Material to process ->

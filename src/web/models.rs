use serde::{Deserialize, Serialize};

fn default_language() -> String {
    "cpp".to_string()
}

fn default_max_length() -> usize {
    512
}

fn default_dimension() -> u32 {
    512
}

#[derive(Debug, Serialize, Deserialize)]
pub struct CodeGenerationRequest {
    pub prompt: String,
    #[serde(default = "default_language")]
    pub language: String,
    #[serde(default = "default_max_length")]
    pub max_length: usize,
}

#[derive(Debug, Serialize, Deserialize)]
pub struct CodeGenerationResponse {
    pub code: String,
    pub language: String,
    #[serde(skip_serializing_if = "Option::is_none")]
    pub explanation: Option<String>,
}

#[derive(Debug, Serialize, Deserialize)]
pub struct CodeExplanationRequest {
    pub code: String,
    #[serde(default = "default_language")]
    pub language: String,
}

#[derive(Debug, Serialize, Deserialize)]
pub struct CodeExplanationResponse {
    pub explanation: String,
    #[serde(skip_serializing_if = "Option::is_none")]
    pub suggestions: Option<Vec<String>>,
}

#[derive(Debug, Serialize, Deserialize)]
pub struct ChatRequest {
    pub message: String,
    pub context: Option<String>,
}

#[derive(Debug, Serialize, Deserialize)]
pub struct ChatResponse {
    pub response: String,
    #[serde(skip_serializing_if = "Option::is_none")]
    pub context: Option<String>,
}

#[derive(Debug, Serialize, Deserialize)]
pub struct ImageGenerationRequest {
    pub prompt: String,
    #[serde(default = "default_dimension")]
    pub width: u32,
    #[serde(default = "default_dimension")]
    pub height: u32,
}

#[derive(Debug, Serialize, Deserialize)]
pub struct ImageGenerationResponse {
    pub image_base64: String,
    pub prompt: String,
}

#[derive(Debug, Serialize, Deserialize)]
pub struct HealthResponse {
    pub status: String,
    pub model_loaded: bool,
    pub service: String,
}
mod model;
mod web;

use actix_cors::Cors;
use actix_web::{web::Data, App, HttpServer};
use dotenv::dotenv;
use log::info;

use model::ModelManager;
use web::routes;

// The IDE integration expects the service at this fixed address.
const BIND_ADDR: (&str, u16) = ("0.0.0.0", 12000);

#[actix_web::main]
async fn main() -> std::io::Result<()> {
    // Initialize environment
    dotenv().ok();
    env_logger::init_from_env(env_logger::Env::new().default_filter_or("info"));

    info!("Starting BAGEL API server");

    // The mock model is always available; the flag it carries is what
    // /health reports.
    let manager = Data::new(ModelManager::new());
    info!("Mock model initialized (loaded: {})", manager.is_loaded());

    info!("Listening on {}:{}", BIND_ADDR.0, BIND_ADDR.1);

    // Start web server
    HttpServer::new(move || {
        App::new()
            .app_data(manager.clone())
            .wrap(Cors::permissive())
            .configure(routes::configure)
    })
    .bind(BIND_ADDR)?
    .run()
    .await
}
use crate::score::Category;

/// The fixed Jacks-or-Better paytable: credits paid for each category at
/// wagers one through five. Rows follow the [`Category`] discriminant
/// order; every row scales linearly with the wager except the royal flush
/// jackpot at maximum wager.
const PAYOUTS: [[u32; 5]; 10] = [
    [0, 0, 0, 0, 0],
    [1, 2, 3, 4, 5],
    [2, 4, 6, 8, 10],
    [3, 6, 9, 12, 15],
    [4, 8, 12, 16, 20],
    [6, 12, 18, 24, 30],
    [9, 18, 27, 36, 45],
    [25, 50, 75, 100, 125],
    [50, 100, 150, 200, 250],
    [250, 500, 750, 1000, 4000],
];

/// Looks up the payout in credits for a category at the given wager (1-5).
pub fn payout(category: Category, wager: u32) -> u32 {
    let wager = wager.clamp(1, 5) as usize;
    PAYOUTS[category as usize][wager - 1]
}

Assignment -> Within the lines above, find those holding the word "HttpServer" and copy them.

Task solution ->
use actix_web::{web::Data, App, HttpServer};
    HttpServer::new(move || {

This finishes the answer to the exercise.